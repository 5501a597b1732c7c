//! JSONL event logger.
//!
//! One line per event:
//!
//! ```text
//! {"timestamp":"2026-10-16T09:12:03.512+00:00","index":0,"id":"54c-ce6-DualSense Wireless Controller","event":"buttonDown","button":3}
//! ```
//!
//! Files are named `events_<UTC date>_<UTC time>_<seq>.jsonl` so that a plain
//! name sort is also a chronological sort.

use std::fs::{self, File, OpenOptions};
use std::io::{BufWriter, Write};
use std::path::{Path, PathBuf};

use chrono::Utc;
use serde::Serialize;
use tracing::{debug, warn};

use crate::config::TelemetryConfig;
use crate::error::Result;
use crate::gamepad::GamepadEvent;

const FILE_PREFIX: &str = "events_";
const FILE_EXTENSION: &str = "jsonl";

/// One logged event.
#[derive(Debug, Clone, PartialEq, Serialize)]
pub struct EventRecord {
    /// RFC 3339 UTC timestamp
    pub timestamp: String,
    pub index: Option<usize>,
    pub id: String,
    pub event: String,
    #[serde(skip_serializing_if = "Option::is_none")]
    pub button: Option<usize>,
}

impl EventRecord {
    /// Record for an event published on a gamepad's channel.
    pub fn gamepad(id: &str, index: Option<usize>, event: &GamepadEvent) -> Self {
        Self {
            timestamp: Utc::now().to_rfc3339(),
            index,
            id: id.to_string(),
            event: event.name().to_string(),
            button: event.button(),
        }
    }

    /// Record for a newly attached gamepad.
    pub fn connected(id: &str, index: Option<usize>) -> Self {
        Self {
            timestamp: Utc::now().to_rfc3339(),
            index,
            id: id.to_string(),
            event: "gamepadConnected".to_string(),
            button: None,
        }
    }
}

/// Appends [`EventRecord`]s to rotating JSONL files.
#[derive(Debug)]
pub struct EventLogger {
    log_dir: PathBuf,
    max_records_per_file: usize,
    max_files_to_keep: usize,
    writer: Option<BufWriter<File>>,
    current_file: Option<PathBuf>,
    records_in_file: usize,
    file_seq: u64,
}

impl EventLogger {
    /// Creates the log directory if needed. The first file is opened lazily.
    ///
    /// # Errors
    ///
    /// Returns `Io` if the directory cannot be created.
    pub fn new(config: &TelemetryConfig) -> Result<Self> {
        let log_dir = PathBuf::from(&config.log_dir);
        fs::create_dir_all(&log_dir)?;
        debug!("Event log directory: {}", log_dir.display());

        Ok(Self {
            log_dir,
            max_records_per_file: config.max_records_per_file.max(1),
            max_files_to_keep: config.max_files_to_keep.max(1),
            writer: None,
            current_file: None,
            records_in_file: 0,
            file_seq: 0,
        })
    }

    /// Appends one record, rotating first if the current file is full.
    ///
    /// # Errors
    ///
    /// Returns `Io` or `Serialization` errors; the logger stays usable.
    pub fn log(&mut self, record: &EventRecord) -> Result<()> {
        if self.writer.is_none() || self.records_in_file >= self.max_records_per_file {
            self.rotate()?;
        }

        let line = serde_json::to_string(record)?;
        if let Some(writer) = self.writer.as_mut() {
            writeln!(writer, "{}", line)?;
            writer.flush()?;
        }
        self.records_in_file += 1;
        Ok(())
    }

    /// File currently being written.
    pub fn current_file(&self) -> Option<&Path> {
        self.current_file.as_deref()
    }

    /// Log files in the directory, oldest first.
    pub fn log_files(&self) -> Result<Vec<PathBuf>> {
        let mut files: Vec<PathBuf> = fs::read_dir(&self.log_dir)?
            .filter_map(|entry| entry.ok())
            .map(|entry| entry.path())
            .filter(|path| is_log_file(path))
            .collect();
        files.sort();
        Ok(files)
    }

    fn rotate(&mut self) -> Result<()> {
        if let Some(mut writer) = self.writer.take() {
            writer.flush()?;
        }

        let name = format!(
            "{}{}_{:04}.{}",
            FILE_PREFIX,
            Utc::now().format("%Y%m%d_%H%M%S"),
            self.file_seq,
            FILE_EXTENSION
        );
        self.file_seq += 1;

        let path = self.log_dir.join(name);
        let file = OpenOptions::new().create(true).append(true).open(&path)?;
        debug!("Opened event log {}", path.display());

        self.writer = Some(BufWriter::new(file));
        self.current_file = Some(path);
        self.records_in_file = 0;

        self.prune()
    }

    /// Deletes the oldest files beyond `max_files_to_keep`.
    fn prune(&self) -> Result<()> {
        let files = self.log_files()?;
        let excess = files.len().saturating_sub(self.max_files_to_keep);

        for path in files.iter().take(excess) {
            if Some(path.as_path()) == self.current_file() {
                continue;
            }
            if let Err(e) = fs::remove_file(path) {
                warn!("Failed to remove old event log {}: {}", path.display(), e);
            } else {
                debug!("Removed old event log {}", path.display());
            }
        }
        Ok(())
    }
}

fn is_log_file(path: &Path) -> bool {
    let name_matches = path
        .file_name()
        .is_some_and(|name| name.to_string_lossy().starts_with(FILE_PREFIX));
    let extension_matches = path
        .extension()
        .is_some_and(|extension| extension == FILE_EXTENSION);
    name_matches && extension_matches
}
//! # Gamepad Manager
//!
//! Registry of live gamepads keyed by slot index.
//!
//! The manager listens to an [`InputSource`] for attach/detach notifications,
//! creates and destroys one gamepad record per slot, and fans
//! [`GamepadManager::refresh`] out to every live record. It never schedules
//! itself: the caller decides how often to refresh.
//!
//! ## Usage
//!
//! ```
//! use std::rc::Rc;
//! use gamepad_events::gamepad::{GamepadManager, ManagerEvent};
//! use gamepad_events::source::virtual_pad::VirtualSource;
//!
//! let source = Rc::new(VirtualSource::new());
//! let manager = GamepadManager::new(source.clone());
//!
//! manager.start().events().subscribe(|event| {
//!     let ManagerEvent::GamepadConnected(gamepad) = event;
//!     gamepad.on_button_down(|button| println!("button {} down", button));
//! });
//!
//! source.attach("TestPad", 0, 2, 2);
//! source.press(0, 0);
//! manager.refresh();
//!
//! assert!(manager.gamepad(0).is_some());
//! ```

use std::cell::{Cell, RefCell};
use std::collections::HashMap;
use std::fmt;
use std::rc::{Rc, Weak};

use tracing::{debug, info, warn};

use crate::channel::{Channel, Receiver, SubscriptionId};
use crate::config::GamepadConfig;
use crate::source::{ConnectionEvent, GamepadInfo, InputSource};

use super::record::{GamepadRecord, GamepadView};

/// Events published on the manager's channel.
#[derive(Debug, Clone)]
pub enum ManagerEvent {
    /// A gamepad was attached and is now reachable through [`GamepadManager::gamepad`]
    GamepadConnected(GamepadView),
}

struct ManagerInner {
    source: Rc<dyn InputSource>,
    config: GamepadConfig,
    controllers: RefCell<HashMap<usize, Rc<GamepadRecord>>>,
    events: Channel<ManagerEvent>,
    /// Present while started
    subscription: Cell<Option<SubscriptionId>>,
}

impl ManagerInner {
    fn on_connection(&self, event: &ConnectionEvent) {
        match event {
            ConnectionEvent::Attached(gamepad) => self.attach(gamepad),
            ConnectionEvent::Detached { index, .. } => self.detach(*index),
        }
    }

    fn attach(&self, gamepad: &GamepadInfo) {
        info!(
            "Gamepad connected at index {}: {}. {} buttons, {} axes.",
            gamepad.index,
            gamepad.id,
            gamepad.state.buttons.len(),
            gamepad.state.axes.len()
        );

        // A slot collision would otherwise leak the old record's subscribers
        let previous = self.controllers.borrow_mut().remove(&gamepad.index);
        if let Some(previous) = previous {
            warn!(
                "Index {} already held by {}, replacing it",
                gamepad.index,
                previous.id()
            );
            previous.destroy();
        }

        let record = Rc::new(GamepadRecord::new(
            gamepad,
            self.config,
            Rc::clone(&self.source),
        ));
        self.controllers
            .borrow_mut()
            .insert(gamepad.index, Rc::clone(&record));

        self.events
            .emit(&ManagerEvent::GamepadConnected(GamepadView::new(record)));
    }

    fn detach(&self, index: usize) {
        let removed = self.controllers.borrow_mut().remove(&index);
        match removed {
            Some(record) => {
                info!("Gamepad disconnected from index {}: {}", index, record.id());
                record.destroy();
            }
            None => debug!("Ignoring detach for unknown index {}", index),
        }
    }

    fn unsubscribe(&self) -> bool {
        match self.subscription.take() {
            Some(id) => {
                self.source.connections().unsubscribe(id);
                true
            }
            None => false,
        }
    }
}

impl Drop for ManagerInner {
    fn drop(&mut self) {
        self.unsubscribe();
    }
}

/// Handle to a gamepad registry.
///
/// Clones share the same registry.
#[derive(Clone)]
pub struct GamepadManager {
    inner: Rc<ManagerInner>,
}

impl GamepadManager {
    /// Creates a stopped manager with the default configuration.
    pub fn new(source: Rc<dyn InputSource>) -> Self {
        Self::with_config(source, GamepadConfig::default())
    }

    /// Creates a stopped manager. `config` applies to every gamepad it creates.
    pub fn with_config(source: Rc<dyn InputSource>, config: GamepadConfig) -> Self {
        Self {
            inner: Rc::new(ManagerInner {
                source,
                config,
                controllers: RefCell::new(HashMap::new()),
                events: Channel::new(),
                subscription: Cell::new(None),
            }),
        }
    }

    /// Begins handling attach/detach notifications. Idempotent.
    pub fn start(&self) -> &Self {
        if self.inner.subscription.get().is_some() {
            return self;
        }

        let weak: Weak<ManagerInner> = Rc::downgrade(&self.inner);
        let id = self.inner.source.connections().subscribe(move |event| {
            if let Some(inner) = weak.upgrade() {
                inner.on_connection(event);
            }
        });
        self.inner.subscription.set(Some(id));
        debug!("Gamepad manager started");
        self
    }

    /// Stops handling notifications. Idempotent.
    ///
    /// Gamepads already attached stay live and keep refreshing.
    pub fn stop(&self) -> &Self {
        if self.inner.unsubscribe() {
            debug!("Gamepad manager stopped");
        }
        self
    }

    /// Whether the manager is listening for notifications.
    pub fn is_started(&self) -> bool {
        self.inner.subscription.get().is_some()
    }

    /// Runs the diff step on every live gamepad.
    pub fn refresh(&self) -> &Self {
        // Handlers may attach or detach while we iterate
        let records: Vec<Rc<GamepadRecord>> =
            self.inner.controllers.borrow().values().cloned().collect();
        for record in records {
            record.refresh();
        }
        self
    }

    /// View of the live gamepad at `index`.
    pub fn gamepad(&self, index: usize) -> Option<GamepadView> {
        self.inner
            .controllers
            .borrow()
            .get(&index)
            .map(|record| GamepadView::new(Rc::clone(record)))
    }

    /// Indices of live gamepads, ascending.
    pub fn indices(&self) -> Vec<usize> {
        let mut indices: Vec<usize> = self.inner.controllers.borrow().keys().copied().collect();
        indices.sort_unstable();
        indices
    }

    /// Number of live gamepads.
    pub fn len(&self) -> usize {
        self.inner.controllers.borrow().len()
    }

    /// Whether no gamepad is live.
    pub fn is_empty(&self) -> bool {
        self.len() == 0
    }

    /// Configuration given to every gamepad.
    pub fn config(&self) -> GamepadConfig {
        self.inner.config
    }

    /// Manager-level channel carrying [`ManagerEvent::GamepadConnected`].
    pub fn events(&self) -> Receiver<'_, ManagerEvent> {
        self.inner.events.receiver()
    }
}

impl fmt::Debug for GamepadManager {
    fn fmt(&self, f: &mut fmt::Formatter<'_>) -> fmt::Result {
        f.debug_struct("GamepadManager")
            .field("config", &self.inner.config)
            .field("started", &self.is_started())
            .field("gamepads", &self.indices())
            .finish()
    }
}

◆ **Try it**
Take from the material above every line that includes the word "OpenOptions".

◆ **Answer for this exercise**
use std::fs::{self, File, OpenOptions};
        let file = OpenOptions::new().create(true).append(true).open(&path)?;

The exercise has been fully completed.